Chris Newman, a wildlife biologist at the University of Oxford and a co-author of one of the studies, said that his Chinese colleagues saw a number of wild mammals for sale at the Huanan market in late 2019. Any of them might have been responsible for the pandemic, Dr. Holmes said.
“You can’t prove raccoon dogs yet, but they’re certainly a suspect,” he said.
Some critics have questioned how sure Dr. Holmes and his colleagues can be that a Huanan animal was to blame. Although many of the earliest Covid cases were linked to the market, it’s possible that other cases of pneumonia have not yet been recognized as early Covid cases.

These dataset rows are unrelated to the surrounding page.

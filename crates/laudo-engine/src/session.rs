use laudo_knowledge::KnowledgeBase;
use tracing::info;

use crate::action::SelectionAction;
use crate::error::EngineError;
use crate::rules::SelectionRules;
use crate::store::FindingStateStore;

/// One report-editing session: the chosen exam type and its selection.
#[derive(Debug, Clone, PartialEq, Eq)]
pub struct Session {
    exam_type: String,
    store: FindingStateStore,
}

impl Session {
    /// Start a session for `exam_type` (name or slug) with an empty selection.
    pub fn start(kb: &KnowledgeBase, exam_type: &str) -> Result<Self, EngineError> {
        let exam = kb.exam(exam_type)?;
        info!(exam_type = exam.name(), "session started");
        Ok(Self {
            exam_type: exam.name().to_string(),
            store: FindingStateStore::new(),
        })
    }

    /// Canonical exam type name.
    pub fn exam_type(&self) -> &str {
        &self.exam_type
    }

    pub fn store(&self) -> &FindingStateStore {
        &self.store
    }

    /// Change the exam type. Any change discards the whole selection.
    pub fn switch_exam(&mut self, kb: &KnowledgeBase, exam_type: &str) -> Result<(), EngineError> {
        let exam = kb.exam(exam_type)?;
        if exam.name() == self.exam_type {
            return Ok(());
        }
        info!(from = %self.exam_type, to = exam.name(), "exam type changed, selection reset");
        self.exam_type = exam.name().to_string();
        self.store.reset();
        Ok(())
    }

    pub fn apply(&mut self, rules: &SelectionRules<'_>, action: &SelectionAction) -> Result<(), EngineError> {
        rules.apply(&mut self.store, &self.exam_type, action)
    }

    /// Apply actions in order, stopping at the first rejected one.
    pub fn apply_all<'a>(
        &mut self,
        rules: &SelectionRules<'_>,
        actions: impl IntoIterator<Item = &'a SelectionAction>,
    ) -> Result<(), EngineError> {
        for action in actions {
            self.apply(rules, action)?;
        }
        Ok(())
    }

    /// Discard the selection but keep the exam type.
    pub fn clear(&mut self) {
        self.store.reset();
    }
}
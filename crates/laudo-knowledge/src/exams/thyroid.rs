use laudo_core::models::finding::{Category, FindingDefinition};

use crate::Exam;

/// Cervical ultrasound: thyroid, salivary glands and cervical lymph nodes.
pub struct CervicalThyroid;

impl Exam for CervicalThyroid {
    fn id(&self) -> &str {
        "cervical-tireoide"
    }

    fn name(&self) -> &str {
        "US Cervical - Tireoide"
    }

    fn technique(&self) -> &str {
        "Exame realizado com transdutor linear de alta frequência na modalidade bidimensional e modo Doppler colorido."
    }

    fn categories(&self) -> &[Category] {
        static CATEGORIES: std::sync::LazyLock<Vec<Category>> = std::sync::LazyLock::new(|| {
            vec![
                Category::new(
                    "Tireoide",
                    "Tireoide com dimensões normais, contornos regulares, ecotextura homogênea e simétrica, sem nódulos, cistos ou sinais de inflamação.",
                    vec![
                        FindingDefinition::new(
                            "tireoide-normal",
                            "Normal",
                            "Tireoide com dimensões normais, contornos regulares, ecotextura homogênea e simétrica, sem nódulos, cistos ou sinais de inflamação.",
                        )
                        .normal()
                        .concluding("Tireoide sem alterações."),
                        FindingDefinition::new(
                            "tireoidite-autoimune",
                            "Tireoidite Autoimune (Hashimoto)",
                            "Parênquima apresenta textura heterogênea, observando-se áreas de menor ecogenicidade de permeio de limites mal definidos (podendo traduzir áreas de infiltrado linfocítico). Ao mapeamento dúplex-Doppler colorido, observa-se vascularização difusamente aumentada.",
                        )
                        .concluding("Alteração textural tireoidiana difusa e hipervascularização ao mapeamento colorido. Este padrão é compatível com tireoidite autoimune."),
                        FindingDefinition::new(
                            "nodulo-tireoidiano",
                            "Nódulo Tireoidiano",
                            "Nódulo tireoidiano, circunscrito, sem halo hipoecóico ou calcificações.",
                        )
                        .sized()
                        .lateral()
                        .multiple()
                        .characteristics(&[
                            "Hipoecogênico",
                            "Isoecogênico",
                            "Hiperecogênico",
                            "Heterogêneo",
                            "Circunscrito",
                            "Com halo",
                            "Sem halo",
                            "Com microcalcificações",
                            "Sem microcalcificações",
                        ])
                        .concluding("Nódulo tireoidiano. Sugere-se avaliação endocrinológica e, se necessário, punção aspirativa por agulha fina (PAAF)."),
                        FindingDefinition::new(
                            "cisto-tireoidiano",
                            "Cisto Tireoidiano",
                            "Cisto tireoidiano de paredes finas e conteúdo anecóico.",
                        )
                        .sized()
                        .lateral()
                        .multiple()
                        .concluding("Cisto tireoidiano. Geralmente benigno, acompanhamento conforme critério clínico."),
                        FindingDefinition::new(
                            "hipotireoidismo",
                            "Hipotireoidismo",
                            "Tireoide de dimensões reduzidas e contornos regulares. Parênquima com ecogenicidade reduzida e difusamente heterogêneo sem a caracterização de lesões focais definidas.",
                        )
                        .concluding("Os aspectos descritos são compatíveis com diagnóstico clínico proposto de tireoidite."),
                    ],
                ),
                Category::new(
                    "Glândulas Submandibulares",
                    "Glândulas submandibulares com dimensões, contornos e ecotextura normais.",
                    vec![
                        FindingDefinition::new(
                            "submandibulares-normal",
                            "Normal",
                            "Glândulas submandibulares com dimensões, contornos e ecotextura normais.",
                        )
                        .normal()
                        .concluding("Glândulas submandibulares sem alterações."),
                        FindingDefinition::new(
                            "sialoadenite",
                            "Sialoadenite",
                            "Morfologia globosa, contornos pouco irregulares e dimensões discretamente aumentadas. Ecotextura glandular difusamente heterogênea. Ao mapeamento colorido observa-se vascularização aumentada.",
                        )
                        .lateral()
                        .concluding("Sinais ultrassonográficos de sialoadenite submandibular."),
                    ],
                ),
                Category::new(
                    "Linfonodos Cervicais",
                    "Linfonodos cervicais de aspecto e dimensões habituais.",
                    vec![
                        FindingDefinition::new(
                            "linfonodos-normal",
                            "Normal",
                            "Linfonodos cervicais de aspecto e dimensões habituais.",
                        )
                        .normal()
                        .concluding("Linfonodos cervicais sem alterações."),
                        FindingDefinition::new(
                            "linfonodomegalia",
                            "Linfonodomegalia",
                            "Observam-se linfonodos cervicais com aspecto hipoecóico e dimensões aumentadas.",
                        )
                        .sized()
                        .multiple()
                        .concluding("Linfonodomegalia cervical. Correlacionar com dados clínicos."),
                    ],
                ),
                Category::new(
                    "Glândulas Parótidas",
                    "Glândulas parótidas com forma, contornos, topografia e dimensões normais.",
                    vec![
                        FindingDefinition::new(
                            "parotidas-normal",
                            "Normal",
                            "Glândulas parótidas com forma, contornos, topografia e dimensões normais.",
                        )
                        .normal()
                        .concluding("Glândulas parótidas sem alterações."),
                        FindingDefinition::new(
                            "parotidite",
                            "Parotidite",
                            "Glândulas parótidas têm forma, contornos e topografia normais, notando-se aumento das dimensões da parótida, que apresenta fina alteração ecotextural.",
                        )
                        .lateral()
                        .concluding("Sinais sugestivos de parotidite."),
                    ],
                ),
            ]
        });
        &CATEGORIES
    }
}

“We still know far too little about the earliest cases — and there are likely additional cases we don’t know about — to draw final conclusions,” said Filippa Lentzos, an expert on biosecurity at King’s College London. “I remain open to both natural spillover and research-related origins.”
Another problem: If infected animals indeed started the pandemic, they’ll never be found. In January 2020, when researchers from the Chinese C.D.C. arrived at the market to investigate, all the animals were gone.
But Dr. Holmes argues that there’s more than enough evidence that animal markets could spark another pandemic. Last month, he and Chinese colleagues published a study of 18 animal species often sold at markets, obtaining them either in the wild or on breeding farms.
“They were absolutely full of virus,” Dr. Holmes said.
Over 100 vertebrate-infecting viruses came to light, including a number of potential human pathogens. And some of these viruses had recently jumped the species barrier — bird flu infecting badgers, dog coronaviruses infecting raccoon dogs. Some of the animals were sick with human viruses, too.
The simplest way to reduce the odds of future pandemics, Dr. Holmes has argued, is to carry out studies like this one at the interface between humans and wildlife. His own experience discovering new viruses has convinced him that it doesn’t make sense to try to catalog every potential threat in wildlife.
“You could never possibly sample every virus out there and then work out which one of those can infect humans,” Dr. Holmes said. “I don’t think that’s viable.”